- [AIM OF THE EXERCISE] Examine each line of the data, and copy the ones containing "contains".
[[ DATA TO PROCESS open ]]
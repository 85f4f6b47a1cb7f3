//! Culinary data integrity scan
//!
//! Walks ingredients, recipes, and menu items looking for the gaps that block
//! COGS: missing or inactive prices, dangling ingredient references, broken
//! menu-to-recipe links. The scan itself is read-only; repairs happen only
//! through the explicit [`apply_auto_fixes`] step, and price rows are never
//! touched.

use rusqlite::{params, Connection};
use servit_common::Recipe;
use std::collections::{HashMap, HashSet};
use std::fmt::Write as _;

use crate::database::{list_ingredients, list_menu_items, list_recipes, upsert_menu_item};
use crate::pricing::{current_price, PriceBook};
use crate::Result;

/// Issues found for one document
#[derive(Debug, Clone)]
pub struct Issue {
    pub id: String,
    pub name: String,
    pub problems: Vec<String>,
}

/// A menu item issue, possibly with a suggested recipe link
#[derive(Debug, Clone)]
pub struct MenuIssue {
    pub id: String,
    pub name: String,
    pub station: String,
    pub problems: Vec<String>,
    pub suggested_recipe_id: Option<String>,
    pub suggested_recipe_name: Option<String>,
}

impl MenuIssue {
    pub fn can_auto_fix(&self) -> bool {
        self.suggested_recipe_id.is_some()
    }
}

/// Scan totals and issue counts
#[derive(Debug, Clone, Default)]
pub struct IntegritySummary {
    pub total_menu_items: usize,
    pub total_recipes: usize,
    pub total_ingredients: usize,
    pub cost_ready_menu_items: usize,
    pub cost_blocked_menu_items: usize,
}

/// Output of a full integrity scan
#[derive(Debug, Clone, Default)]
pub struct IntegrityReport {
    pub summary: IntegritySummary,
    pub ingredient_issues: Vec<Issue>,
    pub recipe_issues: Vec<Issue>,
    pub menu_issues: Vec<MenuIssue>,
}

impl IntegrityReport {
    pub fn is_clean(&self) -> bool {
        self.ingredient_issues.is_empty()
            && self.recipe_issues.is_empty()
            && self.menu_issues.is_empty()
    }

    pub fn auto_fixable(&self) -> usize {
        self.menu_issues.iter().filter(|m| m.can_auto_fix()).count()
    }
}

fn norm(s: &str) -> String {
    s.trim().to_lowercase()
}

/// Find a recipe to link a broken menu item to: exact normalized name match
/// first, then substring containment either way.
fn suggest_recipe<'a>(item_name: &str, recipes: &'a [Recipe]) -> Option<&'a Recipe> {
    let needle = norm(item_name);
    if needle.is_empty() {
        return None;
    }
    recipes
        .iter()
        .find(|r| norm(&r.name) == needle)
        .or_else(|| {
            recipes.iter().find(|r| {
                let rn = norm(&r.name);
                !rn.is_empty() && (rn.contains(&needle) || needle.contains(&rn))
            })
        })
}

/// Run the full scan
pub fn run_scan(conn: &Connection) -> Result<IntegrityReport> {
    log::info!("Starting culinary data integrity scan");

    let ingredients = list_ingredients(conn)?;
    let recipes = list_recipes(conn)?;
    let menu_items = list_menu_items(conn, false)?;
    log::info!(
        "Loaded {} menu items, {} recipes, {} ingredients",
        menu_items.len(),
        recipes.len(),
        ingredients.len()
    );

    let recipe_ids: HashSet<&str> = recipes.iter().map(|r| r.id.as_str()).collect();
    let ingredient_by_id: HashMap<&str, &servit_common::Ingredient> =
        ingredients.iter().map(|i| (i.id.as_str(), i)).collect();

    // Ingredient pricing: each needs an open price row with a usable value.
    let mut ingredient_issues = Vec::new();
    let mut cost_ready: HashMap<&str, bool> = HashMap::new();
    for ing in &ingredients {
        let mut problems = Vec::new();
        let mut has_current = false;

        let history_count: i64 = conn.query_row(
            "SELECT COUNT(*) FROM ingredient_prices WHERE ingredient_id = ?1",
            params![&ing.id],
            |row| row.get(0),
        )?;
        if history_count == 0 {
            problems.push("No price rows.".to_string());
        } else {
            let open: i64 = conn.query_row(
                "SELECT COUNT(*) FROM ingredient_prices
                 WHERE ingredient_id = ?1 AND effective_to IS NULL",
                params![&ing.id],
                |row| row.get(0),
            )?;
            if open == 0 {
                problems.push("No active price row (effective_to IS NULL).".to_string());
            } else {
                has_current = current_price(conn, PriceBook::IngredientCost, &ing.id, None)?
                    .is_some();
            }
        }

        cost_ready.insert(ing.id.as_str(), has_current);
        if !problems.is_empty() {
            ingredient_issues.push(Issue {
                id: ing.id.clone(),
                name: ing.name.clone(),
                problems,
            });
        }
    }
    log::info!(
        "Ingredient pricing check complete, {} with issues",
        ingredient_issues.len()
    );

    // Recipes: yield sanity, dangling lines, unpriced lines.
    let mut recipe_issues = Vec::new();
    let mut costable: HashMap<&str, bool> = HashMap::new();
    for recipe in &recipes {
        let mut problems = Vec::new();
        if recipe.yield_qty <= 0.0 {
            problems.push("Yield is missing or <= 0.".to_string());
        }

        let mut all_exist = true;
        let mut all_priced = true;
        for line in &recipe.lines {
            match ingredient_by_id.get(line.ingredient_id.as_str()) {
                None => {
                    problems.push(format!(
                        "Missing ingredient: id \"{}\" not found.",
                        line.ingredient_id
                    ));
                    all_exist = false;
                    all_priced = false;
                }
                Some(ing) => {
                    if !cost_ready.get(ing.id.as_str()).copied().unwrap_or(false) {
                        problems.push(format!("Ingredient \"{}\" has no active price.", ing.name));
                        all_priced = false;
                    }
                }
            }
        }

        costable.insert(
            recipe.id.as_str(),
            all_exist && all_priced && recipe.yield_qty > 0.0,
        );
        if !problems.is_empty() {
            recipe_issues.push(Issue {
                id: recipe.id.clone(),
                name: recipe.name.clone(),
                problems,
            });
        }
    }
    log::info!(
        "Recipe integrity check complete, {} with issues",
        recipe_issues.len()
    );

    // Menu items: broken links and cost readiness.
    let mut menu_issues = Vec::new();
    let mut cost_ready_count = 0;
    let mut cost_blocked_count = 0;
    for item in &menu_items {
        let mut problems = Vec::new();
        let mut suggestion: Option<&Recipe> = None;

        match item.recipe_id.as_deref() {
            None => {
                problems.push("Missing recipe link.".to_string());
                suggestion = suggest_recipe(&item.name, &recipes);
            }
            Some(rid) if !recipe_ids.contains(rid) => {
                problems.push(format!("recipe_id \"{rid}\" does not match any recipe."));
                suggestion = suggest_recipe(&item.name, &recipes);
            }
            Some(rid) => {
                if costable.get(rid).copied().unwrap_or(false) {
                    cost_ready_count += 1;
                } else {
                    problems.push(
                        "Linked recipe is not fully costable (missing prices / yield / ingredients)."
                            .to_string(),
                    );
                    cost_blocked_count += 1;
                }
            }
        }

        if let Some(r) = suggestion {
            problems.push(format!("Can auto-link to recipe \"{}\".", r.name));
        }

        if !problems.is_empty() {
            menu_issues.push(MenuIssue {
                id: item.id.clone(),
                name: item.name.clone(),
                station: item.station.clone(),
                problems,
                suggested_recipe_id: suggestion.map(|r| r.id.clone()),
                suggested_recipe_name: suggestion.map(|r| r.name.clone()),
            });
        }
    }
    log::info!(
        "Menu item check complete, {} with issues",
        menu_issues.len()
    );

    Ok(IntegrityReport {
        summary: IntegritySummary {
            total_menu_items: menu_items.len(),
            total_recipes: recipes.len(),
            total_ingredients: ingredients.len(),
            cost_ready_menu_items: cost_ready_count,
            cost_blocked_menu_items: cost_blocked_count,
        },
        ingredient_issues,
        recipe_issues,
        menu_issues,
    })
}

/// Write the suggested recipe links found by a scan
///
/// Only touches `menu_items.recipe_id`; price rows and recipes stay as they
/// are. Returns the number of menu items updated.
pub fn apply_auto_fixes(conn: &mut Connection, report: &IntegrityReport) -> Result<usize> {
    let mut updated = 0;
    for issue in &report.menu_issues {
        let Some(recipe_id) = issue.suggested_recipe_id.as_deref() else {
            continue;
        };
        let Some(mut item) = crate::database::get_menu_item(conn, &issue.id)? else {
            continue;
        };
        item.recipe_id = Some(recipe_id.to_string());
        upsert_menu_item(conn, &item)?;
        updated += 1;
    }
    log::info!("Auto-fix complete, updated {} menu item(s)", updated);
    Ok(updated)
}

/// Plain-text report for the CLI
pub fn format_report(report: &IntegrityReport) -> String {
    let mut out = String::new();
    let s = &report.summary;
    out.push_str("Culinary Data Integrity Report\n");
    out.push_str("------------------------------\n");
    let _ = writeln!(
        out,
        "Menu items:  {} (cost-ready: {}, cost-blocked: {})",
        s.total_menu_items, s.cost_ready_menu_items, s.cost_blocked_menu_items
    );
    let _ = writeln!(
        out,
        "Recipes:     {} (with issues: {})",
        s.total_recipes,
        report.recipe_issues.len()
    );
    let _ = writeln!(
        out,
        "Ingredients: {} (with pricing issues: {})",
        s.total_ingredients,
        report.ingredient_issues.len()
    );

    out.push_str("\nMenu items with issues:\n");
    if report.menu_issues.is_empty() {
        out.push_str("  none\n");
    }
    for m in &report.menu_issues {
        let tag = if m.can_auto_fix() { " [auto-fixable]" } else { "" };
        let _ = writeln!(out, "  {} ({}){}", m.name, m.id, tag);
        for p in &m.problems {
            let _ = writeln!(out, "    - {p}");
        }
    }

    out.push_str("\nRecipes with issues:\n");
    if report.recipe_issues.is_empty() {
        out.push_str("  none\n");
    }
    for r in &report.recipe_issues {
        let _ = writeln!(out, "  {} ({})", r.name, r.id);
        for p in &r.problems {
            let _ = writeln!(out, "    - {p}");
        }
    }

    out.push_str("\nIngredients with pricing issues:\n");
    if report.ingredient_issues.is_empty() {
        out.push_str("  none\n");
    }
    for i in &report.ingredient_issues {
        let _ = writeln!(out, "  {} ({})", i.name, i.id);
        for p in &i.problems {
            let _ = writeln!(out, "    - {p}");
        }
    }
    out
}
//! Sales insights and theoretical food cost
//!
//! Aggregates punched sales over a date range and costs them against the
//! live recipe prices: total revenue, COGS, food-cost percentage against the
//! HQ target, per-date and per-location breakdowns, top sellers, and average
//! check per table.

use chrono::{Datelike, Days, NaiveDate};
use rusqlite::Connection;
use std::collections::{BTreeMap, HashMap, HashSet};

use crate::costing::cost_per_portion;
use crate::database::{get_recipe, ingredient_map, list_menu_items, sales_in_range};
use crate::Result;

/// HQ target food cost percentage
pub const TARGET_FOOD_COST_PCT: f64 = 50.0;

/// Inclusive service-date range
#[derive(Debug, Clone, Copy, PartialEq, Eq)]
pub struct DateRange {
    pub start: NaiveDate,
    pub end: NaiveDate,
}

impl DateRange {
    pub fn custom(start: NaiveDate, end: NaiveDate) -> Self {
        Self { start, end }
    }

    pub fn today(today: NaiveDate) -> Self {
        Self { start: today, end: today }
    }

    pub fn yesterday(today: NaiveDate) -> Self {
        let d = today.pred_opt().unwrap_or(today);
        Self { start: d, end: d }
    }

    /// Monday through today
    pub fn this_week(today: NaiveDate) -> Self {
        let back = today.weekday().num_days_from_monday() as u64;
        let start = today.checked_sub_days(Days::new(back)).unwrap_or(today);
        Self { start, end: today }
    }

    /// The full Monday-to-Sunday week before this one
    pub fn last_week(today: NaiveDate) -> Self {
        let back = today.weekday().num_days_from_monday() as u64;
        let end = today
            .checked_sub_days(Days::new(back + 1))
            .unwrap_or(today);
        let start = end.checked_sub_days(Days::new(6)).unwrap_or(end);
        Self { start, end }
    }

    /// First of the month through today
    pub fn this_month(today: NaiveDate) -> Self {
        let start =
            NaiveDate::from_ymd_opt(today.year(), today.month(), 1).unwrap_or(today);
        Self { start, end: today }
    }

    /// Parse a preset name, anchored at `today`
    pub fn preset(name: &str, today: NaiveDate) -> Option<Self> {
        match name {
            "today" => Some(Self::today(today)),
            "yesterday" => Some(Self::yesterday(today)),
            "this-week" => Some(Self::this_week(today)),
            "last-week" => Some(Self::last_week(today)),
            "this-month" => Some(Self::this_month(today)),
            _ => None,
        }
    }
}

/// Revenue/COGS roll-up bucket
#[derive(Debug, Clone, Default, PartialEq)]
pub struct SalesBucket {
    pub key: String,
    pub sales: f64,
    pub items: f64,
    pub cogs: f64,
}

/// Top-seller row
#[derive(Debug, Clone, PartialEq)]
pub struct ItemSales {
    pub menu_item_id: String,
    pub name: String,
    pub station: String,
    pub qty: f64,
    pub sales: f64,
    pub cogs: f64,
}

/// Full sales insight summary for one range/location filter
#[derive(Debug, Clone, Default)]
pub struct SalesSummary {
    pub total_sales: f64,
    pub total_items: f64,
    pub total_cogs: f64,
    /// COGS as a percentage of sales; 0 when there are no sales
    pub food_cost_pct: f64,
    /// food_cost_pct minus the HQ target
    pub variance_pct: f64,
    pub by_date: Vec<SalesBucket>,
    pub by_location: Vec<SalesBucket>,
    /// Top 10 items by revenue
    pub top_items: Vec<ItemSales>,
    pub tables_count: usize,
    pub avg_check: f64,
}

/// Theoretical cost per sold unit of each active menu item
///
/// Cost comes from the linked recipe's cost per portion; items with no link,
/// a dangling link, or an uncostable recipe cost zero (best-effort costing).
pub fn menu_item_unit_costs(conn: &Connection) -> Result<HashMap<String, f64>> {
    let ingredients = ingredient_map(conn)?;
    let mut recipe_costs: HashMap<String, f64> = HashMap::new();
    let mut out = HashMap::new();

    for item in list_menu_items(conn, true)? {
        let cost = match item.recipe_id.as_deref() {
            Some(rid) => match recipe_costs.get(rid).copied() {
                Some(cached) => cached,
                None => {
                    let cost = match get_recipe(conn, rid)? {
                        Some(recipe) => cost_per_portion(conn, &recipe, &ingredients)?,
                        None => 0.0,
                    };
                    recipe_costs.insert(rid.to_string(), cost);
                    cost
                }
            },
            None => 0.0,
        };
        out.insert(item.id, cost);
    }
    Ok(out)
}

/// Aggregate sales for a range, optionally one location
pub fn sales_summary(
    conn: &Connection,
    range: DateRange,
    location: Option<&str>,
) -> Result<SalesSummary> {
    let from = range.start.format("%Y-%m-%d").to_string();
    let to = range.end.format("%Y-%m-%d").to_string();
    let sales = sales_in_range(conn, &from, &to, location)?;
    log::info!(
        "Loaded {} sale(s) for {}..{} ({})",
        sales.len(),
        from,
        to,
        location.unwrap_or("all locations")
    );
    if sales.is_empty() {
        return Ok(SalesSummary::default());
    }

    let unit_costs = menu_item_unit_costs(conn)?;

    let mut summary = SalesSummary::default();
    let mut by_date: BTreeMap<String, SalesBucket> = BTreeMap::new();
    let mut by_location: BTreeMap<String, SalesBucket> = BTreeMap::new();
    let mut by_item: HashMap<String, ItemSales> = HashMap::new();
    let mut tables: HashSet<String> = HashSet::new();

    for sale in &sales {
        let revenue = sale.revenue();
        let unit_cost = unit_costs.get(&sale.menu_item_id).copied().unwrap_or(0.0);
        let cogs = unit_cost * sale.qty;

        summary.total_sales += revenue;
        summary.total_items += sale.qty;
        summary.total_cogs += cogs;

        let date_bucket = by_date
            .entry(sale.service_date.clone())
            .or_insert_with(|| SalesBucket {
                key: sale.service_date.clone(),
                ..Default::default()
            });
        date_bucket.sales += revenue;
        date_bucket.items += sale.qty;
        date_bucket.cogs += cogs;

        let loc = if sale.location_id.is_empty() {
            "Unknown".to_string()
        } else {
            sale.location_id.clone()
        };
        let loc_bucket = by_location.entry(loc.clone()).or_insert_with(|| SalesBucket {
            key: loc,
            ..Default::default()
        });
        loc_bucket.sales += revenue;
        loc_bucket.items += sale.qty;
        loc_bucket.cogs += cogs;

        let item = by_item
            .entry(sale.menu_item_id.clone())
            .or_insert_with(|| ItemSales {
                menu_item_id: sale.menu_item_id.clone(),
                name: if sale.menu_item_name.is_empty() {
                    sale.menu_item_id.clone()
                } else {
                    sale.menu_item_name.clone()
                },
                station: sale.station.clone(),
                qty: 0.0,
                sales: 0.0,
                cogs: 0.0,
            });
        item.qty += sale.qty;
        item.sales += revenue;
        item.cogs += cogs;

        // Walk-in sales without a table label stay out of the table count,
        // so they never dilute the average check.
        if !sale.table_label.is_empty() {
            tables.insert(format!("{}|{}", sale.service_date, sale.table_label));
        }
    }

    summary.food_cost_pct = if summary.total_sales > 0.0 {
        summary.total_cogs / summary.total_sales * 100.0
    } else {
        0.0
    };
    summary.variance_pct = summary.food_cost_pct - TARGET_FOOD_COST_PCT;
    summary.by_date = by_date.into_values().collect();
    summary.by_location = by_location.into_values().collect();

    let mut top: Vec<ItemSales> = by_item.into_values().collect();
    top.sort_by(|a, b| b.sales.partial_cmp(&a.sales).unwrap_or(std::cmp::Ordering::Equal));
    top.truncate(10);
    summary.top_items = top;

    summary.tables_count = tables.len();
    summary.avg_check = if summary.tables_count > 0 {
        summary.total_sales / summary.tables_count as f64
    } else {
        0.0
    };

    Ok(summary)
}
//! Leaderboard query construction from untrusted client requests.

use super::validation::stat_path;
use crate::config::{Config, MAX_RECORDS};
use crate::storage::{Filter, FindOptions, SortOrder};
use statboard_types::request::LeaderboardRequest;

/// Fields every leaderboard row carries.
pub const ALWAYS_PROJECTED: [&str; 2] = ["name", "uuid"];
pub const ADVANCEMENTS_FIELD: &str = "advancements";

/// Record cap and the secret that lifts it.
#[derive(Debug, Clone, PartialEq, Eq)]
pub struct QueryLimits {
    pub max_records: usize,
    override_key: Option<String>,
}

impl QueryLimits {
    /// An empty override key is treated as unset.
    pub fn new(max_records: usize, override_key: Option<String>) -> Self {
        Self {
            max_records,
            override_key: override_key.filter(|key| !key.is_empty()),
        }
    }

    pub fn from_config(config: &Config) -> Self {
        Self::new(config.max_records, config.limit_override_key.clone())
    }

    /// `None` (unbounded) only when `presented` matches the configured key.
    pub fn limit_for(&self, presented: &str) -> Option<usize> {
        match &self.override_key {
            Some(expected) if expected == presented => None,
            _ => Some(self.max_records),
        }
    }
}

impl Default for QueryLimits {
    fn default() -> Self {
        Self::new(MAX_RECORDS, None)
    }
}

/// A sanitized filter plus find options, ready for the store.
#[derive(Debug, Clone, PartialEq)]
pub struct LeaderboardQuery {
    pub filter: Filter,
    pub options: FindOptions,
}

/// Builds the store query for a leaderboard request.
///
/// Client group/field names only ever reach the store through
/// [`stat_path`], which strips path separators and operator prefixes.
pub fn build_query(request: &LeaderboardRequest, limits: &QueryLimits) -> LeaderboardQuery {
    LeaderboardQuery {
        filter: make_filter(request),
        options: FindOptions {
            projection: Some(make_projection(request)),
            sort: make_sort(request),
            limit: limits.limit_for(&request.limit_expansion_key),
        },
    }
}

fn make_filter(request: &LeaderboardRequest) -> Filter {
    let mut filter = Filter::new();

    if !request.player_uuid.is_empty() {
        filter = filter.and("uuid", request.player_uuid.as_str());
    }

    if !request.player_name.is_empty() {
        filter = filter.and("name", request.player_name.as_str());
    }

    filter
}

fn make_projection(request: &LeaderboardRequest) -> Vec<String> {
    let mut projection: Vec<String> = ALWAYS_PROJECTED.iter().map(|f| f.to_string()).collect();

    if request.return_advancements {
        projection.push(ADVANCEMENTS_FIELD.to_string());
    }

    projection.extend(request.stats_filter.iter().filter_map(stat_path));
    projection
}

fn make_sort(request: &LeaderboardRequest) -> Option<(String, SortOrder)> {
    if !request.should_sort() {
        return None;
    }

    let path = stat_path(&request.sort.field)?;
    Some((path, SortOrder::from_value(request.sort.direction.value())))
}
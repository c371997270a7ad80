//! Stat normalization, totals derivation, query building and validation.

pub mod aggregate;
pub mod blocks;
pub mod query;
pub mod validation;
//! Transport layer for Statboard server
//!
//! Available transports:
//! - `http` - axum HTTP service on a single path

pub mod http;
[[ DATA TO PROCESS closed ]]
- [REPLY]
                !rn.is_empty() && (rn.contains(&needle) || needle.contains(&rn))
            Some(rid) if !recipe_ids.contains(rid) => {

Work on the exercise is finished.